Les aliments aigres domini koumouni
Les aliments aigres sont, entre autres, le vinaigre vinaigri, le citron lomourou koumouni, etc. Le jour de l’accouchement, ces aliments
aigres devraient d’abord être expulsés, provoquant ainsi de vives douleurs dimi kafari chez la parturiente.
L’anacarde sômon
L’anacarde contiendrait de l’acide koumou.
Eu égard à cette acidité, à l’accouchement,
la parturiente aurait des douleurs atroces aux pieds. Les contractions
seraient vives. L’acide entrainerait une abondance du liquide amniotique dji.
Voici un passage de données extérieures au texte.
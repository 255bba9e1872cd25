// src/check.rs

//! Reference, device and gradient checks for operators.
//!
//! Each check builds the operator from its [`OperatorDef`], runs it on the
//! requested device(s) and compares the results elementwise. Any element
//! outside tolerance fails the check with [`CheckError::Mismatch`], which
//! names the first offending index and how many elements failed.

use log::{error, info, trace};
use serde::{Deserialize, Serialize};
use tch::{Device, Kind, Tensor};

use crate::criterion::is_float;
use crate::device::DeviceOption;
use crate::error::{CheckError, CheckKind};
use crate::op::{grad_name, gradient_defs, OperatorDef, Workspace};

// --- Configuration ---

/// Elementwise closeness: `|actual - expected| <= atol + rtol * |expected|`.
#[derive(Serialize, Deserialize, Debug, Clone, Copy, PartialEq)]
pub struct Tolerance {
    pub atol: f64,
    pub rtol: f64,
}

impl Tolerance {
    pub fn new(atol: f64, rtol: f64) -> Self {
        Tolerance { atol, rtol }
    }

    /// Same absolute and relative tolerance.
    pub fn symmetric(threshold: f64) -> Self {
        Tolerance::new(threshold, threshold)
    }

    pub fn is_close(&self, actual: f64, expected: f64) -> bool {
        (actual - expected).abs() <= self.atol + self.rtol * expected.abs()
    }
}

impl Default for Tolerance {
    fn default() -> Self {
        Tolerance::symmetric(1e-4)
    }
}

/// Settings for the finite-difference gradient check.
#[derive(Serialize, Deserialize, Debug, Clone, Copy, PartialEq)]
pub struct GradientTolerance {
    /// Used as both absolute and relative tolerance.
    pub threshold: f64,
    /// Central difference step.
    pub stepsize: f32,
}

impl Default for GradientTolerance {
    fn default() -> Self {
        GradientTolerance {
            threshold: 0.005,
            stepsize: 0.05,
        }
    }
}

/// Tolerances for all three checks.
#[derive(Serialize, Deserialize, Debug, Clone, Copy, PartialEq)]
pub struct Tolerances {
    pub reference: Tolerance,
    pub device: f64,
    pub gradient: GradientTolerance,
}

impl Default for Tolerances {
    fn default() -> Self {
        Tolerances {
            reference: Tolerance::default(),
            device: 0.01,
            gradient: GradientTolerance::default(),
        }
    }
}

// --- Tensor helpers ---

/// Copies any tensor to a flat `Vec<f64>` on the CPU.
pub fn to_f64_vec(tensor: &Tensor) -> Result<Vec<f64>, CheckError> {
    let flat = tensor
        .f_to_device(Device::Cpu)?
        .f_to_kind(Kind::Double)?
        .f_flatten(0, -1)?
        .contiguous();
    Ok(Vec::<f64>::try_from(&flat)?)
}

pub fn to_f32_vec(tensor: &Tensor) -> Result<Vec<f32>, CheckError> {
    let flat = tensor
        .f_to_device(Device::Cpu)?
        .f_to_kind(Kind::Float)?
        .f_flatten(0, -1)?
        .contiguous();
    Ok(Vec::<f32>::try_from(&flat)?)
}

pub fn to_i32_vec(tensor: &Tensor) -> Result<Vec<i32>, CheckError> {
    let flat = tensor
        .f_to_device(Device::Cpu)?
        .f_to_kind(Kind::Int)?
        .f_flatten(0, -1)?
        .contiguous();
    Ok(Vec::<i32>::try_from(&flat)?)
}

fn place(inputs: &[Tensor], device: Device) -> Result<Vec<Tensor>, CheckError> {
    inputs
        .iter()
        .map(|t| t.f_to_device(device).map_err(CheckError::from))
        .collect()
}

/// Runs `op` on `device` in a fresh workspace and returns all its outputs.
pub fn run_on_device(
    op: &OperatorDef,
    inputs: &[Tensor],
    device: DeviceOption,
) -> Result<Vec<Tensor>, CheckError> {
    if op.inputs.len() != inputs.len() {
        return Err(CheckError::invalid_input(
            &op.op_type,
            format!(
                "descriptor names {} input(s), {} tensor(s) given",
                op.inputs.len(),
                inputs.len()
            ),
        ));
    }
    let mut ws = Workspace::new();
    for (name, tensor) in op.inputs.iter().zip(place(inputs, device.device())?) {
        ws.feed_blob(name, tensor);
    }
    ws.run_operator(op)?;
    op.outputs
        .iter()
        .map(|name| ws.fetch_blob(name).map(Tensor::shallow_clone))
        .collect()
}

/// Compares two tensors elementwise, failing on shape or value mismatch.
pub fn compare_tensors(
    check: CheckKind,
    what: &str,
    actual: &Tensor,
    expected: &Tensor,
    tolerance: &Tolerance,
) -> Result<(), CheckError> {
    if actual.size() != expected.size() {
        error!(
            "{} check: shape mismatch for {}: {:?} vs {:?}",
            check,
            what,
            actual.size(),
            expected.size()
        );
        return Err(CheckError::ShapeMismatch {
            check,
            what: what.to_string(),
            expected: expected.size(),
            found: actual.size(),
        });
    }
    compare_values(
        check,
        what,
        &to_f64_vec(actual)?,
        &to_f64_vec(expected)?,
        tolerance,
    )
}

fn compare_values(
    check: CheckKind,
    what: &str,
    actual: &[f64],
    expected: &[f64],
    tolerance: &Tolerance,
) -> Result<(), CheckError> {
    let mut first = None;
    let mut failures = 0;
    for (index, (&a, &e)) in actual.iter().zip(expected).enumerate() {
        trace!("{} check {}[{}]: {} vs {}", check, what, index, a, e);
        if !tolerance.is_close(a, e) {
            failures += 1;
            first.get_or_insert((index, a, e));
        }
    }
    match first {
        None => Ok(()),
        Some((index, actual, expected)) => {
            error!(
                "{} check failed for {}: {} element(s) out of tolerance, first at {} ({} vs {})",
                check, what, failures, index, actual, expected
            );
            Err(CheckError::Mismatch {
                check,
                what: what.to_string(),
                index,
                expected,
                actual,
                failures,
            })
        }
    }
}

// --- Checks ---

/// Runs `op` on `gc` and compares its outputs with a reference function.
///
/// The reference must return exactly one tensor per operator output, in
/// operator output order.
///
/// # Arguments
///
/// * `gc` - The device the operator runs on.
/// * `op` - The operator descriptor.
/// * `inputs` - Input tensors, one per name in `op.inputs`.
/// * `reference` - Receives the inputs on the CPU and returns the expected outputs.
/// * `tolerance` - Elementwise closeness required of every output.
///
/// # Returns
///
/// `Ok(())` if every output matches. A `CheckError::OutputCountMismatch`,
/// `ShapeMismatch` or `Mismatch` otherwise.
pub fn assert_reference_checks<F>(
    gc: DeviceOption,
    op: &OperatorDef,
    inputs: &[Tensor],
    reference: F,
    tolerance: &Tolerance,
) -> Result<(), CheckError>
where
    F: Fn(&[Tensor]) -> Result<Vec<Tensor>, CheckError>,
{
    info!("Reference check for {} on {}", op.op_type, gc);
    let outputs = run_on_device(op, inputs, gc)?;
    let cpu_inputs = place(inputs, Device::Cpu)?;
    let expected = reference(&cpu_inputs)?;
    if expected.len() != outputs.len() {
        error!(
            "Reference check for {}: reference returned {} output(s), operator produced {}",
            op.op_type,
            expected.len(),
            outputs.len()
        );
        return Err(CheckError::OutputCountMismatch {
            check: CheckKind::Reference,
            expected: outputs.len(),
            found: expected.len(),
        });
    }
    for (index, (actual, expected)) in outputs.iter().zip(&expected).enumerate() {
        let what = op
            .outputs
            .get(index)
            .cloned()
            .unwrap_or_else(|| format!("output {}", index));
        compare_tensors(CheckKind::Reference, &what, actual, expected, tolerance)?;
    }
    info!("Reference check for {} passed", op.op_type);
    Ok(())
}

/// Runs `op` on every device in `dc` and compares the listed outputs
/// against the first device.
///
/// # Arguments
///
/// * `dc` - Devices to compare. The first one is the baseline.
/// * `op` - The operator descriptor.
/// * `inputs` - Input tensors, moved to each device in turn.
/// * `outputs_to_check` - Indices of the outputs to compare.
/// * `threshold` - Used as both absolute and relative tolerance.
///
/// # Returns
///
/// `Ok(())` if all devices agree, `Ok(())` trivially for an empty `dc`.
pub fn assert_device_checks(
    dc: &[DeviceOption],
    op: &OperatorDef,
    inputs: &[Tensor],
    outputs_to_check: &[usize],
    threshold: f64,
) -> Result<(), CheckError> {
    let Some((&baseline_device, others)) = dc.split_first() else {
        return Ok(());
    };
    info!(
        "Device check for {} across {} device(s)",
        op.op_type,
        dc.len()
    );
    let tolerance = Tolerance::symmetric(threshold);
    let baseline = run_on_device(op, inputs, baseline_device)?;
    for &device in others {
        let outputs = run_on_device(op, inputs, device)?;
        for &index in outputs_to_check {
            let (Some(expected), Some(actual)) = (baseline.get(index), outputs.get(index)) else {
                return Err(CheckError::MissingOutput {
                    index,
                    produced: baseline.len().min(outputs.len()),
                });
            };
            trace!("Comparing output {} on {} against {}", index, device, baseline_device);
            let what = format!("output {} on {} vs {}", index, device, baseline_device);
            compare_tensors(CheckKind::Device, &what, actual, expected, &tolerance)?;
        }
    }
    info!("Device check for {} passed", op.op_type);
    Ok(())
}

/// Runs `op` and its gradient operators on `device` with
/// loss = 1/2 * sum(output^2) over `outputs_with_grads`.
///
/// Returns the loss and the gradient of `inputs[input_to_check]`.
fn loss_and_grad(
    op: &OperatorDef,
    grad_ops: &[OperatorDef],
    inputs: &[Tensor],
    input_to_check: usize,
    outputs_with_grads: &[usize],
    device: DeviceOption,
    want_grad: bool,
) -> Result<(f64, Option<Tensor>), CheckError> {
    let mut ws = Workspace::new();
    for (name, tensor) in op.inputs.iter().zip(place(inputs, device.device())?) {
        ws.feed_blob(name, tensor);
    }
    ws.run_operator(op)?;

    let mut loss = 0.0;
    for (index, name) in op.outputs.iter().enumerate() {
        let output = ws.fetch_blob(name)?.shallow_clone();
        let output_grad = if outputs_with_grads.contains(&index) {
            loss += to_f64_vec(&output)?.iter().map(|v| v * v).sum::<f64>();
            output.shallow_clone()
        } else {
            output.f_zeros_like()?
        };
        ws.feed_blob(&grad_name(name), output_grad);
    }
    loss /= 2.0;

    if !want_grad {
        return Ok((loss, None));
    }
    for grad_op in grad_ops {
        ws.run_operator(grad_op)?;
    }
    let input_grad = ws
        .fetch_blob(&grad_name(&op.inputs[input_to_check]))?
        .shallow_clone();
    Ok((loss, Some(input_grad)))
}

/// Compares the analytic gradient of `inputs[input_to_check]` with a
/// central-difference estimate.
///
/// The loss is `1/2 * sum(output^2)` over `outputs_with_grads`, so each
/// output gradient fed to the gradient operators is the output itself.
///
/// # Arguments
///
/// * `gc` - The device both passes run on.
/// * `op` - The forward operator; its gradient comes from `gradient_defs`.
/// * `inputs` - Input tensors. The checked one must be floating point.
/// * `input_to_check` - Index of the input to differentiate.
/// * `outputs_with_grads` - Indices of the outputs that contribute to the loss.
/// * `tolerance` - Threshold and central-difference step.
///
/// # Returns
///
/// `Ok(())` if every element of the gradient matches, a
/// `CheckError::Mismatch` tagged `Gradient` otherwise.
pub fn assert_gradient_checks(
    gc: DeviceOption,
    op: &OperatorDef,
    inputs: &[Tensor],
    input_to_check: usize,
    outputs_with_grads: &[usize],
    tolerance: &GradientTolerance,
) -> Result<(), CheckError> {
    info!(
        "Gradient check for {} on {}: input {} from outputs {:?}",
        op.op_type, gc, input_to_check, outputs_with_grads
    );
    if input_to_check >= inputs.len() || input_to_check >= op.inputs.len() {
        return Err(CheckError::invalid_input(
            &op.op_type,
            format!("no input {} to check", input_to_check),
        ));
    }
    if let Some(&index) = outputs_with_grads.iter().find(|&&i| i >= op.outputs.len()) {
        return Err(CheckError::MissingOutput {
            index,
            produced: op.outputs.len(),
        });
    }
    let checked = &inputs[input_to_check];
    let shape = checked.size();
    let kind = checked.kind();
    if !is_float(kind) {
        return Err(CheckError::invalid_input(
            &op.op_type,
            format!("cannot differentiate input {} of kind {:?}", input_to_check, kind),
        ));
    }
    let grad_ops = gradient_defs(op)?;

    let (_, analytic) = loss_and_grad(
        op,
        &grad_ops,
        inputs,
        input_to_check,
        outputs_with_grads,
        gc,
        true,
    )?;
    let analytic = match analytic {
        Some(grad) => to_f64_vec(&grad)?,
        None => return Err(CheckError::MissingBlob(grad_name(&op.inputs[input_to_check]))),
    };

    let mut values = to_f32_vec(checked)?;
    let step = tolerance.stepsize;

    let mut trial_inputs: Vec<Tensor> = inputs.iter().map(Tensor::shallow_clone).collect();
    let mut estimate = Vec::with_capacity(values.len());
    for i in 0..values.len() {
        let original = values[i];
        let (plus, minus) = (original + step, original - step);

        values[i] = plus;
        trial_inputs[input_to_check] = Tensor::from_slice(&values)
            .f_reshape(&shape)?
            .f_to_kind(kind)?;
        let (pos_loss, _) = loss_and_grad(
            op,
            &grad_ops,
            &trial_inputs,
            input_to_check,
            outputs_with_grads,
            gc,
            false,
        )?;

        values[i] = minus;
        trial_inputs[input_to_check] = Tensor::from_slice(&values)
            .f_reshape(&shape)?
            .f_to_kind(kind)?;
        let (neg_loss, _) = loss_and_grad(
            op,
            &grad_ops,
            &trial_inputs,
            input_to_check,
            outputs_with_grads,
            gc,
            false,
        )?;

        values[i] = original;
        estimate.push((pos_loss - neg_loss) / (plus as f64 - minus as f64));
    }

    let what = format!("d(loss)/d({})", op.inputs[input_to_check]);
    compare_values(
        CheckKind::Gradient,
        &what,
        &analytic,
        &estimate,
        &Tolerance::symmetric(tolerance.threshold),
    )?;
    info!("Gradient check for {} passed", op.op_type);
    Ok(())
}

// -------------------- Tests --------------------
L’enfant resterait amaigri. Ce
liquide mange l’enfant a hé dé domi nan.
La mangue mangoro
Tout comme l’anacarde, la mangue, surtout non mûre, aurait des
propriétés acides. De ce fait, ces deux aliments auraient des effets
similaires. Par ailleurs, la consommation abondante de mangue mûre, aurait les
mêmes effets que ceux des aliments mûrs, à l’instar de l’aloco (hémorragies de
la délivrance).
Les aliments couchés domini chi-ni
Les aliments couchés sont tout type d’aliments cuits et non consommés
entièrement le même jour. Si une gestante consomme des aliments couchés, en
particulier du riz couché, à l’accouchement, elle ferait des selles dans le
lit. Ce serait un signe d’humiliation. Les aliments couchés rendraient la femme
lourde. Le fœtus ne serait donc plus vivace; il dormirait beaucoup dans le
ventre de sa mère.
Le silure manôgô
Il est considéré en pays Malinké que le silure glisse énormément. Il
serait gluant nongo et baverait
beaucoup a dadjé jé bonan. Si la
gestante consomme ce poisson, le futur enfant aurait une salivation abondante.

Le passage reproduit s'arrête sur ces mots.